There are lots of other things you can do with FT3 (like change the projection, just like you can with the piece of NASA software I was playing with before), and add bitmap overlays for ground and atmospheric effects. I haven't gone that deeply into it, though I suspect it might be quite useful if you were a cosmographer mapping a series of solar systems. Usually I use it in a very basic way to generate more interesting coastlines than I could come up with just by drawing them on a piece of paper. This is the first time I've used it for a bit more than that.
This is the actual base map I exported from FT3:
Errispa V1 repositioned2.jpg
The raw mountain data from FT3 is in its un-eroded state, so I exported a height map of the projection from FT and imported that into Wilbur.

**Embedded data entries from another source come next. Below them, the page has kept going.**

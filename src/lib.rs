//! extscan - scan a directory tree and report file counts and sizes per extension

pub mod error;
pub mod extension;
pub mod logging;
pub mod report;
pub mod scan;

#[cfg(any(test, feature = "test-utils"))]
pub mod test_utils;

pub use error::{ReportError, ScanError};
pub use extension::{NO_EXTENSION, extension_label};
pub use report::{
    ChartConfig, ChartSink, ConsoleSink, FileReportSink, JsonSink, OutputConfig, REPORT_FILE_NAME,
    ReportSink, write_missing_root,
};
pub use scan::{ExtensionTally, ScanResult, scan};
use std::time::Instant;

use tdigest::TDigest;

/// Accumulates per-query prediction durations and reports latency
/// percentiles for the offline evaluation binary.
pub struct Stopwatch {
    start_time: Instant,
    query_durations_micros: Vec<f64>,
}

impl Default for Stopwatch {
    fn default() -> Self {
        Self::new()
    }
}

impl Stopwatch {
    pub fn new() -> Stopwatch {
        Stopwatch {
            start_time: Instant::now(),
            query_durations_micros: Vec::new(),
        }
    }

    pub fn start(&mut self) {
        self.start_time = Instant::now();
    }

    pub fn stop(&mut self) {
        let duration = self.start_time.elapsed();
        self.query_durations_micros.push(duration.as_micros() as f64);
    }

    pub fn get_n(&self) -> usize {
        self.query_durations_micros.len()
    }

    /// `quantile` is a fraction, e.g. 0.95 for the 95th percentile.
    pub fn get_percentile_in_micros(&self, quantile: f64) -> f64 {
        let t_digest = TDigest::new_with_size(100);
        let sorted_digest = t_digest.merge_unsorted(self.query_durations_micros.clone());
        sorted_digest.estimate_quantile(quantile)
    }
}
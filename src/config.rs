use std::convert::TryInto;
use std::ffi::OsStr;
use std::fs::File;

use justconfig::item::ValueExtractor;
use justconfig::processors::Trim;
use justconfig::sources::env::Env;
use justconfig::sources::text::ConfigText;
use justconfig::ConfPath;
use justconfig::Config;

use crate::catalog::AttributeSchema;
use crate::config_processors::Unquote;

// Set some default values
const DEFAULT_MAX_CATALOG_ROWS: usize = 10_000;
const DEFAULT_NUM_ITEMS_TO_RECOMMEND: usize = 5;
const DEFAULT_EVAL_SAMPLE_SIZE: usize = 1_000;
const DEFAULT_FEATURE_COLUMNS: &str = "Sub Section name,COLOR,SIZE,STYLE,FABRIC";
const DEFAULT_NAME_COLUMN: &str = "Sub Section name";
const DEFAULT_DIVERSIFY_COLUMNS: &str = "COLOR,STYLE,FABRIC";

pub struct AppConfig {
    pub server: ServerConfig,
    pub log: LogConfig,
    pub data: DataConfig,
    pub model: ModelConfig,
    pub eval: EvalConfig,
}

pub struct ServerConfig {
    pub host: String,
    pub port: usize,
    pub num_workers: usize,
}

pub struct LogConfig {
    pub level: String,
}

pub struct DataConfig {
    pub catalog_path: String,
    pub max_catalog_rows: usize,
}

pub struct ModelConfig {
    pub num_items_to_recommend: usize,
    pub feature_columns: Vec<String>,
    pub name_column: String,
    pub diversify_columns: Vec<String>,
}

pub struct EvalConfig {
    pub sample_size: usize,
}

impl AppConfig {
    pub fn new(config_path: String) -> AppConfig {
        // Initialize config object
        let mut conf = Config::default();

        // Check if there is a config file
        if let Ok(config_file) = File::open(&config_path) {
            let config_text = ConfigText::new(config_file, &config_path)
                .expect("Loading configuration file failed.");
            conf.add_source(config_text);
        }

        // Define config params from environment variables
        let config_env = Env::new(&[
            (
                ConfPath::from(&["data", "catalog_path"]),
                OsStr::new("CATALOG_DATA"),
            ),
            (
                ConfPath::from(&["server", "num_workers"]),
                OsStr::new("NUM_WORKERS"),
            ),
        ]);
        conf.add_source(config_env);

        // Parse into custom config struct
        AppConfig::parse(conf)
    }

    fn parse(conf: justconfig::Config) -> AppConfig {
        AppConfig {
            server: ServerConfig::parse(&conf, ConfPath::from(&["server"])),
            log: LogConfig::parse(&conf, ConfPath::from(&["log"])),
            data: DataConfig::parse(&conf, ConfPath::from(&["data"])),
            model: ModelConfig::parse(&conf, ConfPath::from(&["model"])),
            eval: EvalConfig::parse(&conf, ConfPath::from(&["eval"])),
        }
    }
}

impl ServerConfig {
    fn parse(conf: &Config, path: ConfPath) -> ServerConfig {
        ServerConfig {
            host: conf
                .get(path.push("host"))
                .unquote()
                .value()
                .unwrap_or_else(|_| String::from("0.0.0.0")),
            port: conf.get(path.push("port")).trim().value().unwrap_or(8080),
            num_workers: conf
                .get(path.push("num_workers"))
                .trim()
                .value()
                // Detect number of CPUs
                .unwrap_or_else(|_| sys_info::cpu_num().unwrap_or_default().try_into().unwrap()),
        }
    }
}

impl LogConfig {
    fn parse(conf: &Config, path: ConfPath) -> LogConfig {
        LogConfig {
            level: conf
                .get(path.push("level"))
                .unquote()
                .value()
                .unwrap_or_default(),
        }
    }
}

impl DataConfig {
    fn parse(conf: &Config, path: ConfPath) -> DataConfig {
        DataConfig {
            catalog_path: conf
                .get(path.push("catalog_path"))
                .unquote()
                .value()
                .unwrap(),
            max_catalog_rows: conf
                .get(path.push("max_catalog_rows"))
                .trim()
                .value()
                .unwrap_or(DEFAULT_MAX_CATALOG_ROWS),
        }
    }
}

impl ModelConfig {
    fn parse(conf: &Config, path: ConfPath) -> ModelConfig {
        ModelConfig {
            num_items_to_recommend: conf
                .get(path.push("num_items_to_recommend"))
                .trim()
                .value()
                .unwrap_or(DEFAULT_NUM_ITEMS_TO_RECOMMEND),
            feature_columns: split_columns(
                &conf
                    .get(path.push("feature_columns"))
                    .unquote()
                    .value()
                    .unwrap_or_else(|_| String::from(DEFAULT_FEATURE_COLUMNS)),
            ),
            name_column: conf
                .get(path.push("name_column"))
                .unquote()
                .value()
                .unwrap_or_else(|_| String::from(DEFAULT_NAME_COLUMN)),
            diversify_columns: split_columns(
                &conf
                    .get(path.push("diversify_columns"))
                    .unquote()
                    .value()
                    .unwrap_or_else(|_| String::from(DEFAULT_DIVERSIFY_COLUMNS)),
            ),
        }
    }

    pub fn schema(&self) -> anyhow::Result<AttributeSchema> {
        AttributeSchema::new(
            self.feature_columns.clone(),
            &self.name_column,
            &self.diversify_columns,
        )
    }
}

impl EvalConfig {
    fn parse(conf: &Config, path: ConfPath) -> EvalConfig {
        EvalConfig {
            sample_size: conf
                .get(path.push("sample_size"))
                .trim()
                .value()
                .unwrap_or(DEFAULT_EVAL_SAMPLE_SIZE),
        }
    }
}

fn split_columns(raw: &str) -> Vec<String> {
    raw.split(',')
        .map(|column| column.trim().to_string())
        .filter(|column| !column.is_empty())
        .collect()
}

#[cfg(test)]
mod config_test {
    use super::*;

    #[test]
    fn should_split_comma_separated_column_lists() {
        let columns = split_columns("Sub Section name, COLOR ,STYLE,");

        assert_eq!(
            vec![
                "Sub Section name".to_string(),
                "COLOR".to_string(),
                "STYLE".to_string()
            ],
            columns
        );
    }

    #[test]
    fn should_produce_a_valid_default_schema() {
        let model = ModelConfig {
            num_items_to_recommend: DEFAULT_NUM_ITEMS_TO_RECOMMEND,
            feature_columns: split_columns(DEFAULT_FEATURE_COLUMNS),
            name_column: DEFAULT_NAME_COLUMN.to_string(),
            diversify_columns: split_columns(DEFAULT_DIVERSIFY_COLUMNS),
        };

        let schema = model.schema().unwrap();
        assert_eq!(5, schema.feature_columns().len());
        assert_eq!(0, schema.name_index());
        assert_eq!(3, schema.diversify_indices().len());
    }
}
use actix_web::{
    http::ContentEncoding, middleware, web, App, HttpRequest, HttpResponse, HttpServer,
};
use actix_web_prom::PrometheusMetrics;

use actix_web::http::header;
use std::path::Path;
use std::sync::Arc;

use wardrobe::catalog::SharedHandlesAndConfig;
use wardrobe::config::AppConfig;
use wardrobe::endpoints::index_resource::internal;
use wardrobe::endpoints::recommend_resource::v1_recommend;
use wardrobe::tfidf::index::CatalogIndex;

#[actix_web::main]
async fn main() -> std::io::Result<()> {
    let config_path = std::env::args().nth(1).unwrap_or_default();
    let config = AppConfig::new(config_path);

    let bind_address = format!("{}:{}", config.server.host, config.server.port);
    let num_items_to_recommend = config.model.num_items_to_recommend;
    let qty_workers = config.server.num_workers;

    let schema = config
        .model
        .schema()
        .expect("Invalid model column configuration.");

    let catalog_path = Path::new(&config.data.catalog_path);
    let catalog_index = if catalog_path.is_file() {
        // The index is built eagerly from the catalog snapshot and stays
        // read-only for the process lifetime.
        Arc::new(
            CatalogIndex::new_from_csv(
                &config.data.catalog_path,
                schema,
                config.data.max_catalog_rows,
            )
            .expect("Unable to load catalog file."),
        )
    } else {
        panic!(
            "Catalog file does not exist: {}",
            &config.data.catalog_path
        )
    };

    println!("start metrics");
    let prometheus = PrometheusMetrics::new("api", Some("/internal/prometheus"), None);

    println!("Done. start httpd at http://{}", &bind_address);
    HttpServer::new(move || {
        let handles_and_config = SharedHandlesAndConfig {
            catalog_index: catalog_index.clone(),
            num_items_to_recommend,
            qty_workers,
        };

        App::new()
            .wrap(middleware::Compress::new(ContentEncoding::Identity))
            .wrap(prometheus.clone())
            .wrap(
                middleware::DefaultHeaders::new()
                    .header("Cache-Control", "no-cache, no-store, must-revalidate")
                    .header("Pragma", "no-cache")
                    .header("Expires", "0"),
            )
            .data(handles_and_config)
            .service(v1_recommend)
            .service(internal)
            .service(web::resource("/").route(web::get().to(|_req: HttpRequest| {
                HttpResponse::Found()
                    .header(header::LOCATION, "/internal")
                    .finish()
            })))
    })
    .workers(config.server.num_workers)
    .bind(&bind_address)
    .unwrap_or_else(|_| panic!("Could not bind server to address {}", &bind_address))
    .run()
    .await
}
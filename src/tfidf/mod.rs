use std::cmp::Ordering;

use hashbrown::HashSet;

use crate::io::RowIndex;
use crate::tfidf::index::CatalogIndex;

pub mod feature;
pub mod index;
pub mod similarity;
pub mod vectorizer;

#[derive(PartialEq, Debug, Clone)]
pub struct ScoredItem {
    pub row: RowIndex,
    pub score: f64,
}

impl ScoredItem {
    fn new(row: RowIndex, score: f64) -> Self {
        ScoredItem { row, score }
    }
}

impl Eq for ScoredItem {}

impl Ord for ScoredItem {
    fn cmp(&self, other: &Self) -> Ordering {
        // reverse order by score
        match self.score.partial_cmp(&other.score) {
            Some(Ordering::Less) => Ordering::Greater,
            Some(Ordering::Greater) => Ordering::Less,
            _ => Ordering::Equal,
        }
    }
}

impl PartialOrd for ScoredItem {
    fn partial_cmp(&self, other: &Self) -> Option<Ordering> {
        Some(self.cmp(other))
    }
}

/// Returns up to `how_many` diversified recommendations for the item whose
/// display name equals `query_name` (exact, case-sensitive match against
/// the first carrying row; callers uppercase free-text queries).
///
/// Candidates are ranked by similarity to the query row, ties broken by
/// original row order, then accepted greedily: a candidate enters the
/// result only while none of its diversify-attribute values has been seen
/// on an earlier accepted item. An unknown query name yields an empty
/// result, not an error.
pub fn recommend(index: &CatalogIndex, query_name: &str, how_many: usize) -> Vec<ScoredItem> {
    if how_many == 0 {
        return Vec::new();
    }

    let catalog = &index.catalog;
    let query_row = match catalog.find_by_name(query_name) {
        Some(row) => row,
        None => return Vec::new(),
    };

    let mut candidates: Vec<ScoredItem> = index
        .similarities
        .row(query_row)
        .iter()
        .enumerate()
        .map(|(row, score)| ScoredItem::new(row, *score))
        .collect();
    // Stable sort: equal scores keep ascending row order.
    candidates.sort();

    let qty_diversify = catalog.schema.diversify_indices().len();
    let mut seen_values: Vec<HashSet<&str>> = vec![HashSet::new(); qty_diversify];
    let mut accepted: Vec<ScoredItem> = Vec::with_capacity(how_many);

    for candidate in candidates.into_iter() {
        let values = catalog.diversify_values(candidate.row);
        let all_unseen = values
            .iter()
            .zip(seen_values.iter())
            .all(|(value, seen)| !seen.contains(*value));

        if all_unseen {
            // The query item usually lands here first, seeding the seen sets
            // with its own attributes.
            for (value, seen) in values.into_iter().zip(seen_values.iter_mut()) {
                seen.insert(value);
            }
            accepted.push(candidate);
            if accepted.len() >= how_many {
                break;
            }
        }
    }

    accepted
}

#[cfg(test)]
mod recommend_test {
    use float_cmp::approx_eq;
    use hashbrown::HashSet;

    use crate::catalog::{AttributeSchema, Catalog, CatalogItem};

    use super::*;

    fn dress_catalog_index() -> CatalogIndex {
        let schema = AttributeSchema::new(
            vec![
                "Sub Section name".to_string(),
                "COLOR".to_string(),
                "STYLE".to_string(),
                "FABRIC".to_string(),
            ],
            "Sub Section name",
            &["COLOR".to_string(), "STYLE".to_string(), "FABRIC".to_string()],
        )
        .unwrap();

        let items = vec![
            CatalogItem::new(vec!["DRESS".into(), "RED".into(), "A".into(), "COTTON".into()]),
            CatalogItem::new(vec!["DRESS".into(), "RED".into(), "B".into(), "SILK".into()]),
            CatalogItem::new(vec!["DRESS".into(), "BLUE".into(), "A".into(), "COTTON".into()]),
            CatalogItem::new(vec!["DRESS".into(), "BLUE".into(), "B".into(), "SILK".into()]),
        ];

        CatalogIndex::new(Catalog::new(schema, items), false, "simple unittest")
    }

    #[test]
    fn should_accept_the_query_row_first_with_full_similarity() {
        let index = dress_catalog_index();

        let recommendations = recommend(&index, "DRESS", 5);

        assert_eq!(0, recommendations[0].row);
        assert!(approx_eq!(f64, 1.0, recommendations[0].score, epsilon = 1e-12));
    }

    #[test]
    fn should_skip_candidates_sharing_a_seen_attribute() {
        let index = dress_catalog_index();

        let recommendations = recommend(&index, "DRESS", 5);

        // Row 1 shares COLOR=RED, row 2 shares STYLE=A and FABRIC=COTTON
        // with the accepted query row. Only row 3 is fully fresh.
        let accepted_rows: Vec<usize> = recommendations.iter().map(|scored| scored.row).collect();
        assert_eq!(vec![0, 3], accepted_rows);
    }

    #[test]
    fn should_never_repeat_a_diversify_attribute_value() {
        let index = dress_catalog_index();

        let recommendations = recommend(&index, "DRESS", 5);

        for dimension in 0..index.catalog.schema.diversify_indices().len() {
            let values: Vec<&str> = recommendations
                .iter()
                .map(|scored| index.catalog.diversify_values(scored.row)[dimension])
                .collect();
            let distinct: HashSet<&&str> = values.iter().collect();
            assert_eq!(values.len(), distinct.len());
        }
    }

    #[test]
    fn should_shrink_the_result_when_the_catalog_lacks_diversity() {
        let schema = AttributeSchema::new(
            vec![
                "Sub Section name".to_string(),
                "COLOR".to_string(),
                "STYLE".to_string(),
                "FABRIC".to_string(),
            ],
            "Sub Section name",
            &["COLOR".to_string(), "STYLE".to_string(), "FABRIC".to_string()],
        )
        .unwrap();
        // Every other row shares at least one attribute with the query row.
        let items = vec![
            CatalogItem::new(vec!["DRESS".into(), "RED".into(), "A".into(), "COTTON".into()]),
            CatalogItem::new(vec!["DRESS".into(), "RED".into(), "B".into(), "SILK".into()]),
            CatalogItem::new(vec!["DRESS".into(), "BLUE".into(), "A".into(), "COTTON".into()]),
        ];
        let index = CatalogIndex::new(Catalog::new(schema, items), false, "simple unittest");

        let recommendations = recommend(&index, "DRESS", 5);

        assert_eq!(1, recommendations.len());
        assert_eq!(0, recommendations[0].row);
        assert!(approx_eq!(f64, 1.0, recommendations[0].score, epsilon = 1e-12));
    }

    #[test]
    fn should_order_results_by_descending_similarity() {
        let index = dress_catalog_index();

        let recommendations = recommend(&index, "DRESS", 5);

        for pair in recommendations.windows(2) {
            assert!(pair[0].score >= pair[1].score);
        }
    }

    #[test]
    fn should_cap_the_result_length() {
        let index = dress_catalog_index();

        let recommendations = recommend(&index, "DRESS", 1);

        assert_eq!(1, recommendations.len());
    }

    #[test]
    fn should_return_nothing_for_zero_requested_items() {
        let index = dress_catalog_index();

        assert!(recommend(&index, "DRESS", 0).is_empty());
    }

    #[test]
    fn should_return_empty_for_an_unknown_query_name() {
        let index = dress_catalog_index();

        assert!(recommend(&index, "TROUSERS", 5).is_empty());
        // lookup is case-sensitive, callers uppercase beforehand
        assert!(recommend(&index, "dress", 5).is_empty());
    }

    #[test]
    fn should_be_deterministic_across_calls() {
        let index = dress_catalog_index();

        let first = recommend(&index, "DRESS", 5);
        let second = recommend(&index, "DRESS", 5);

        assert_eq!(first, second);
    }

    #[test]
    fn handle_empty_catalog() {
        let schema = AttributeSchema::new(
            vec!["Sub Section name".to_string(), "COLOR".to_string()],
            "Sub Section name",
            &["COLOR".to_string()],
        )
        .unwrap();
        let index = CatalogIndex::new(Catalog::new(schema, Vec::new()), false, "empty unittest");

        assert!(recommend(&index, "DRESS", 5).is_empty());
    }

    #[test]
    fn handle_reverse_ordering_scoreditem() {
        let largest = ScoredItem::new(2, 0.9);
        let middle = ScoredItem::new(0, 0.5);
        let smallest = ScoredItem::new(1, 0.1);

        let mut scored = vec![middle.clone(), largest.clone(), smallest.clone()];
        scored.sort();

        assert_eq!(vec![largest, middle, smallest], scored);
    }

    #[test]
    fn handle_stable_tie_break_on_equal_scores() {
        let first = ScoredItem::new(3, 0.5);
        let second = ScoredItem::new(7, 0.5);
        let third = ScoredItem::new(1, 0.5);

        let mut scored = vec![first.clone(), second.clone(), third.clone()];
        scored.sort();

        // equal scores keep their original order
        assert_eq!(vec![first, second, third], scored);
    }
}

This is the exported height map from FT3:
heightmap 6000.jpg
And this is the greyscale 'light map' exported from Wilbur after the erosion and flow incision, with the ocean masked out and made transparent in GIMP:
relief shading 6000 transparent fill.png
I put this into the NASA projection software and projected it in the same way I did with the original FT3 export, to create two transparent land shape bitmap fills that I could then use in CC3 with an overlay effect on the two hemispheres of the map:
LEFT HEM relief.PNG RIGHT HEM relief.PNG
NB - The export from the NASA re-projection was all in one image and had no transparent background, so I had to work a bit more in GIMP to achieve what I wanted.
The spherical shading on the CC3 map is done using a sheet of solid reddish brown over the top of all the other sheets, with an edge fade inner effect on it to give the map the appearance that the hemispheres are rounded rather than flat, but that's an optional effect.
The edges of the CC3+ map where all these things come together from separate sources are very untidy because of all the different things I did to it, so the topmost sheet (layer) at the moment is a solid mask - the so-called 'background' paper texture), on which I will draw the decorative elements of the map.
You are right that FT3 isn't free, but whether you buy it or not for what is really a very modest price considering what it can do (less than £30) is really down to whether you want or need the facilities it offers. Wilbur, of course, is free, so you could produce your own height map in PS or GIMP and do it that way. The only critical part you need to remember if you cut FT3 out of the equation and use PS or GIMP instead, is that the equirectangular height map you will need to generate for the NASA software to work properly is exactly 2x as long as it is deep, and that the polar land masses are massively distended east to west.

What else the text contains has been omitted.